Goal of the exercise: Lines before the one containing "fn seed_tx_pattern(tx: &DescriptorRing<'_>)" are left out; return that line and all lines after it, exactly, through the end of the records below.

Material supplied:

..............................

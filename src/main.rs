//! simnic: a user-space stand-in for a NIC's DMA descriptor-ring interface.
//!
//! Maps an 8 MiB shared region, primes the transmit and receive rings, and
//! drives one of the device's test sequences against whatever peer is on the
//! other side of the mapping. SIGINT stops the loops cleanly and the rings
//! are handed back primed.

use std::io::{self, Write as _};
use std::path::PathBuf;
use std::sync::atomic::{AtomicBool, Ordering};

use anyhow::{bail, Context, Result};
use clap::Parser;
use simnic_engine::{
    run_alternating, run_dual, run_receive_only, run_transmit_only, BurstStart, TransferContext,
};
use simnic_ring::{DescriptorRing, REGION_SIZE, RING_SLOTS};
use simnic_shmem::SharedRegion;

/// Offset the peer writes its test string to.
const RX_LANE_OFFSET: usize = 0;
/// Offset we leave our greeting at.
const TX_LANE_OFFSET: usize = 0x8000;
/// Longest string either lane carries.
const LANE_PROBE_LEN: usize = 64;

const TX_LANE_GREETING: &[u8] = b"hello from simnic\0";

/// Interrupt latch set by the SIGINT handler; the transfer loops observe it
/// through their context.
static STOP: AtomicBool = AtomicBool::new(false);

/// User-space emulator of a NIC DMA descriptor-ring interface over shared
/// memory.
#[derive(Debug, Parser)]
#[command(name = "simnic", version)]
struct Args {
    /// Run transmit and receive concurrently on two threads (any value
    /// switches to dual mode).
    #[arg(value_name = "DUAL")]
    dual: Option<String>,

    /// Shared-memory file to map.
    #[arg(long, default_value = "/dev/shm/simnic")]
    shm_path: PathBuf,

    /// Create and size the file instead of requiring it to exist.
    #[arg(long)]
    create: bool,

    /// Pick the test sequence without the menu: 0 none, 1 txonly, 2 rxonly,
    /// 3 loop with tx first, 4 loop with rx first. Ignored in dual mode.
    #[arg(long)]
    mode: Option<u32>,

    /// Stop each transfer loop after this many completed steps.
    #[arg(long)]
    max_steps: Option<u64>,

    /// Stamp a recognizable pattern into every transmit payload first.
    #[arg(long)]
    seed_pattern: bool,

    /// Probe the mapping instead of transferring: print the string at the
    /// receive lane and leave a greeting at the transmit lane.
    #[arg(long)]
    lane_check: bool,
}

#[derive(Debug, Clone, Copy, PartialEq, Eq)]
enum Selection {
    None,
    TransmitOnly,
    ReceiveOnly,
    AlternatingTxFirst,
    AlternatingRxFirst,
    Dual,
}

impl Selection {
    /// Menu choices outside 1..=4 mean "none", as does unparseable input.
    fn from_menu(choice: u32) -> Self {
        match choice {
            1 => Selection::TransmitOnly,
            2 => Selection::ReceiveOnly,
            3 => Selection::AlternatingTxFirst,
            4 => Selection::AlternatingRxFirst,
            _ => Selection::None,
        }
    }
}

fn main() -> Result<()> {
    tracing_subscriber::fmt()
        .with_env_filter(tracing_subscriber::EnvFilter::from_default_env())
        .init();

    let args = Args::parse();

    install_interrupt_handler().context("installing the SIGINT handler")?;

    let region = map_region(&args)?;

    if args.lane_check {
        return lane_check(&region);
    }

    let mut ctx =
        TransferContext::new(&region, &STOP).context("laying out the descriptor rings")?;
    ctx.max_steps = args.max_steps;

    // Prime both rings: every receive slot starts with the peer, no transmit
    // slot does.
    ctx.tx().reset_ownership();
    ctx.rx().reset_ownership();

    if args.seed_pattern {
        seed_tx_pattern(ctx.tx());
    }

    let selection = if args.dual.is_some() {
        tracing::info!("dual mode: each thread takes one direction exclusively");
        Selection::Dual
    } else {
        match args.mode {
            Some(choice) => Selection::from_menu(choice),
            None => Selection::from_menu(prompt_for_mode()?),
        }
    };

    run_selection(&ctx, selection)?;

    // Hand the rings back primed before unmapping.
    ctx.tx().reset_ownership();
    ctx.rx().reset_ownership();
    println!("Releasing mapped resource..");
    Ok(())
}

fn map_region(args: &Args) -> Result<SharedRegion> {
    let region = if args.create {
        SharedRegion::create(&args.shm_path, REGION_SIZE)
    } else {
        SharedRegion::open(&args.shm_path, REGION_SIZE)
    }
    .with_context(|| format!("mapping {}", args.shm_path.display()))?;
    tracing::info!(path = %args.shm_path.display(), bytes = REGION_SIZE, "region mapped");
    Ok(region)
}

extern "C" fn on_interrupt(_signum: libc::c_int) {
    STOP.store(true, Ordering::Release);
}

fn install_interrupt_handler() -> Result<()> {
    let handler = on_interrupt as extern "C" fn(libc::c_int);
    // Safety: the handler only stores to an atomic, which is
    // async-signal-safe.
    let previous = unsafe { libc::signal(libc::SIGINT, handler as libc::sighandler_t) };
    if previous == libc::SIG_ERR {
        bail!("signal(SIGINT): {}", io::Error::last_os_error());
    }
    Ok(())
}

fn prompt_for_mode() -> Result<u32> {
    println!("Select a test-sequence:");
    println!("0. none");
    println!("1. txonly");
    println!("2. rxonly ");
    println!("3. loop with tx first");
    println!("4. loop with rx first");
    print!("choice: ");
    io::stdout().flush().context("flushing the prompt")?;
    let mut line = String::new();
    io::stdin()
        .read_line(&mut line)
        .context("reading the mode selection")?;
    Ok(line.trim().parse().unwrap_or(0))
}

fn run_selection(ctx: &TransferContext<'_>, selection: Selection) -> Result<()> {
    match selection {
        Selection::None => {}
        Selection::TransmitOnly => {
            let totals = run_transmit_only(ctx);
            println!("\ntxpkts: {}", totals.tx_packets);
        }
        Selection::ReceiveOnly => {
            let totals = run_receive_only(ctx);
            println!("\nrxpkts: {}", totals.rx_packets);
        }
        Selection::AlternatingTxFirst | Selection::AlternatingRxFirst => {
            let start = if selection == Selection::AlternatingTxFirst {
                BurstStart::TransmitFirst
            } else {
                BurstStart::ReceiveFirst
            };
            let totals = run_alternating(ctx, start);
            println!("\ntxpkts: {}", totals.tx_packets);
            println!("rxpkts: {}", totals.rx_packets);
        }
        Selection::Dual => {
            let totals = run_dual(ctx).context("running the dual transfer")?;
            println!("\ntxpkts: {}", totals.tx_packets);
            println!("rxpkts: {}", totals.rx_packets);
        }
    }
    Ok(())
}

fn seed_tx_pattern(tx: &DescriptorRing<'_>) {
    for index in 0..RING_SLOTS {
        let slot = tx.slot(index);
        let mut pattern = [0u8; 32];
        pattern[0] = index as u8;
        slot.write_payload(&pattern);
        slot.set_packet_len(pattern.len() as u32);
        slot.set_packet_type(0);
    }
    tracing::debug!("seeded transmit payloads");
}

fn lane_check(region: &SharedRegion) -> Result<()> {
    let mut probe = [0u8; LANE_PROBE_LEN];
    region.read_into(RX_LANE_OFFSET, &mut probe)?;
    let end = probe.iter().position(|&b| b == 0).unwrap_or(probe.len());
    println!("incoming: {}", String::from_utf8_lossy(&probe[..end]));
    region.write_from(TX_LANE_OFFSET, TX_LANE_GREETING)?;
    Ok(())
}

..............................

Result:
fn seed_tx_pattern(tx: &DescriptorRing<'_>) {
    for index in 0..RING_SLOTS {
        let slot = tx.slot(index);
        let mut pattern = [0u8; 32];
        pattern[0] = index as u8;
        slot.write_payload(&pattern);
        slot.set_packet_len(pattern.len() as u32);
        slot.set_packet_type(0);
    }
    tracing::debug!("seeded transmit payloads");
}

fn lane_check(region: &SharedRegion) -> Result<()> {
    let mut probe = [0u8; LANE_PROBE_LEN];
    region.read_into(RX_LANE_OFFSET, &mut probe)?;
    let end = probe.iter().position(|&b| b == 0).unwrap_or(probe.len());
    println!("incoming: {}", String::from_utf8_lossy(&probe[..end]));
    region.write_from(TX_LANE_OFFSET, TX_LANE_GREETING)?;
    Ok(())
}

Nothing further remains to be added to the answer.